● **Work task**:
Below is a set of records; restate each one word for word.

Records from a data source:
++++++++++
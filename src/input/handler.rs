use crossterm::event::{KeyCode, KeyEvent, KeyModifiers};

use crate::game::Direction;

/// What a key press asks the session to do.
#[derive(Debug, Clone, Copy, PartialEq, Eq)]
pub enum KeyAction {
    /// Buffer a direction intent for the next tick.
    Steer(Direction),
    /// Discard the game state and start over.
    Restart,
    /// Leave the session.
    Quit,
    /// Key is not bound; propagation stops here.
    Ignored,
}

pub struct InputHandler;

impl InputHandler {
    pub fn new() -> Self {
        Self
    }

    pub fn handle_key_event(&self, key: KeyEvent) -> KeyAction {
        // Handle Ctrl+C
        if key.modifiers.contains(KeyModifiers::CONTROL) && key.code == KeyCode::Char('c') {
            return KeyAction::Quit;
        }

        match key.code {
            KeyCode::Up | KeyCode::Char('w' | 'W') => KeyAction::Steer(Direction::Up),
            KeyCode::Down | KeyCode::Char('s' | 'S') => KeyAction::Steer(Direction::Down),
            KeyCode::Left | KeyCode::Char('a' | 'A') => KeyAction::Steer(Direction::Left),
            KeyCode::Right | KeyCode::Char('d' | 'D') => KeyAction::Steer(Direction::Right),

            KeyCode::Char('r' | 'R') => KeyAction::Restart,
            KeyCode::Char('q' | 'Q') | KeyCode::Esc => KeyAction::Quit,

            _ => KeyAction::Ignored,
        }
    }
}

impl Default for InputHandler {
    fn default() -> Self {
        Self::new()
    }
}

#[cfg(test)]
mod tests {
    use super::*;

    fn press(code: KeyCode) -> KeyEvent {
        KeyEvent::new(code, KeyModifiers::NONE)
    }

    #[test]
    fn test_arrow_keys() {
        let handler = InputHandler::new();

        assert_eq!(
            handler.handle_key_event(press(KeyCode::Up)),
            KeyAction::Steer(Direction::Up)
        );
        assert_eq!(
            handler.handle_key_event(press(KeyCode::Down)),
            KeyAction::Steer(Direction::Down)
        );
        assert_eq!(
            handler.handle_key_event(press(KeyCode::Left)),
            KeyAction::Steer(Direction::Left)
        );
        assert_eq!(
            handler.handle_key_event(press(KeyCode::Right)),
            KeyAction::Steer(Direction::Right)
        );
    }

    #[test]
    fn test_wasd_keys() {
        let handler = InputHandler::new();

        assert_eq!(
            handler.handle_key_event(press(KeyCode::Char('w'))),
            KeyAction::Steer(Direction::Up)
        );
        assert_eq!(
            handler.handle_key_event(press(KeyCode::Char('a'))),
            KeyAction::Steer(Direction::Left)
        );
        assert_eq!(
            handler.handle_key_event(press(KeyCode::Char('s'))),
            KeyAction::Steer(Direction::Down)
        );
        assert_eq!(
            handler.handle_key_event(press(KeyCode::Char('d'))),
            KeyAction::Steer(Direction::Right)
        );
    }

    #[test]
    fn test_wasd_uppercase() {
        let handler = InputHandler::new();

        let w_upper = KeyEvent::new(KeyCode::Char('W'), KeyModifiers::SHIFT);
        assert_eq!(
            handler.handle_key_event(w_upper),
            KeyAction::Steer(Direction::Up)
        );
    }

    #[test]
    fn test_quit_keys() {
        let handler = InputHandler::new();

        assert_eq!(handler.handle_key_event(press(KeyCode::Char('q'))), KeyAction::Quit);
        assert_eq!(handler.handle_key_event(press(KeyCode::Esc)), KeyAction::Quit);

        let q_upper = KeyEvent::new(KeyCode::Char('Q'), KeyModifiers::SHIFT);
        assert_eq!(handler.handle_key_event(q_upper), KeyAction::Quit);
    }

    #[test]
    fn test_restart_key() {
        let handler = InputHandler::new();

        assert_eq!(
            handler.handle_key_event(press(KeyCode::Char('r'))),
            KeyAction::Restart
        );
    }

    #[test]
    fn test_unbound_key() {
        let handler = InputHandler::new();

        assert_eq!(
            handler.handle_key_event(press(KeyCode::Char('x'))),
            KeyAction::Ignored
        );
        assert_eq!(handler.handle_key_event(press(KeyCode::Tab)), KeyAction::Ignored);
    }

    #[test]
    fn test_ctrl_c() {
        let handler = InputHandler::new();

        let ctrl_c = KeyEvent::new(KeyCode::Char('c'), KeyModifiers::CONTROL);
        assert_eq!(handler.handle_key_event(ctrl_c), KeyAction::Quit);
    }
}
++++++++++
● **Reply to the task**:
filename src/input/handler.rs
use crossterm::event::{KeyCode, KeyEvent, KeyModifiers};

use crate::game::Direction;

/// What a key press asks the session to do.
#[derive(Debug, Clone, Copy, PartialEq, Eq)]
pub enum KeyAction {
    /// Buffer a direction intent for the next tick.
    Steer(Direction),
    /// Discard the game state and start over.
    Restart,
    /// Leave the session.
    Quit,
    /// Key is not bound; propagation stops here.
    Ignored,
}

pub struct InputHandler;

impl InputHandler {
    pub fn new() -> Self {
        Self
    }

    pub fn handle_key_event(&self, key: KeyEvent) -> KeyAction {
        // Handle Ctrl+C
        if key.modifiers.contains(KeyModifiers::CONTROL) && key.code == KeyCode::Char('c') {
            return KeyAction::Quit;
        }

        match key.code {
            KeyCode::Up | KeyCode::Char('w' | 'W') => KeyAction::Steer(Direction::Up),
            KeyCode::Down | KeyCode::Char('s' | 'S') => KeyAction::Steer(Direction::Down),
            KeyCode::Left | KeyCode::Char('a' | 'A') => KeyAction::Steer(Direction::Left),
            KeyCode::Right | KeyCode::Char('d' | 'D') => KeyAction::Steer(Direction::Right),

            KeyCode::Char('r' | 'R') => KeyAction::Restart,
            KeyCode::Char('q' | 'Q') | KeyCode::Esc => KeyAction::Quit,

            _ => KeyAction::Ignored,
        }
    }
}

impl Default for InputHandler {
    fn default() -> Self {
        Self::new()
    }
}

#[cfg(test)]
mod tests {
    use super::*;

    fn press(code: KeyCode) -> KeyEvent {
        KeyEvent::new(code, KeyModifiers::NONE)
    }

    #[test]
    fn test_arrow_keys() {
        let handler = InputHandler::new();

        assert_eq!(
            handler.handle_key_event(press(KeyCode::Up)),
            KeyAction::Steer(Direction::Up)
        );
        assert_eq!(
            handler.handle_key_event(press(KeyCode::Down)),
            KeyAction::Steer(Direction::Down)
        );
        assert_eq!(
            handler.handle_key_event(press(KeyCode::Left)),
            KeyAction::Steer(Direction::Left)
        );
        assert_eq!(
            handler.handle_key_event(press(KeyCode::Right)),
            KeyAction::Steer(Direction::Right)
        );
    }

    #[test]
    fn test_wasd_keys() {
        let handler = InputHandler::new();

        assert_eq!(
            handler.handle_key_event(press(KeyCode::Char('w'))),
            KeyAction::Steer(Direction::Up)
        );
        assert_eq!(
            handler.handle_key_event(press(KeyCode::Char('a'))),
            KeyAction::Steer(Direction::Left)
        );
        assert_eq!(
            handler.handle_key_event(press(KeyCode::Char('s'))),
            KeyAction::Steer(Direction::Down)
        );
        assert_eq!(
            handler.handle_key_event(press(KeyCode::Char('d'))),
            KeyAction::Steer(Direction::Right)
        );
    }

    #[test]
    fn test_wasd_uppercase() {
        let handler = InputHandler::new();

        let w_upper = KeyEvent::new(KeyCode::Char('W'), KeyModifiers::SHIFT);
        assert_eq!(
            handler.handle_key_event(w_upper),
            KeyAction::Steer(Direction::Up)
        );
    }

    #[test]
    fn test_quit_keys() {
        let handler = InputHandler::new();

        assert_eq!(handler.handle_key_event(press(KeyCode::Char('q'))), KeyAction::Quit);
        assert_eq!(handler.handle_key_event(press(KeyCode::Esc)), KeyAction::Quit);

        let q_upper = KeyEvent::new(KeyCode::Char('Q'), KeyModifiers::SHIFT);
        assert_eq!(handler.handle_key_event(q_upper), KeyAction::Quit);
    }

    #[test]
    fn test_restart_key() {
        let handler = InputHandler::new();

        assert_eq!(
            handler.handle_key_event(press(KeyCode::Char('r'))),
            KeyAction::Restart
        );
    }

    #[test]
    fn test_unbound_key() {
        let handler = InputHandler::new();

        assert_eq!(
            handler.handle_key_event(press(KeyCode::Char('x'))),
            KeyAction::Ignored
        );
        assert_eq!(handler.handle_key_event(press(KeyCode::Tab)), KeyAction::Ignored);
    }

    #[test]
    fn test_ctrl_c() {
        let handler = InputHandler::new();

        let ctrl_c = KeyEvent::new(KeyCode::Char('c'), KeyModifiers::CONTROL);
        assert_eq!(handler.handle_key_event(ctrl_c), KeyAction::Quit);
    }
}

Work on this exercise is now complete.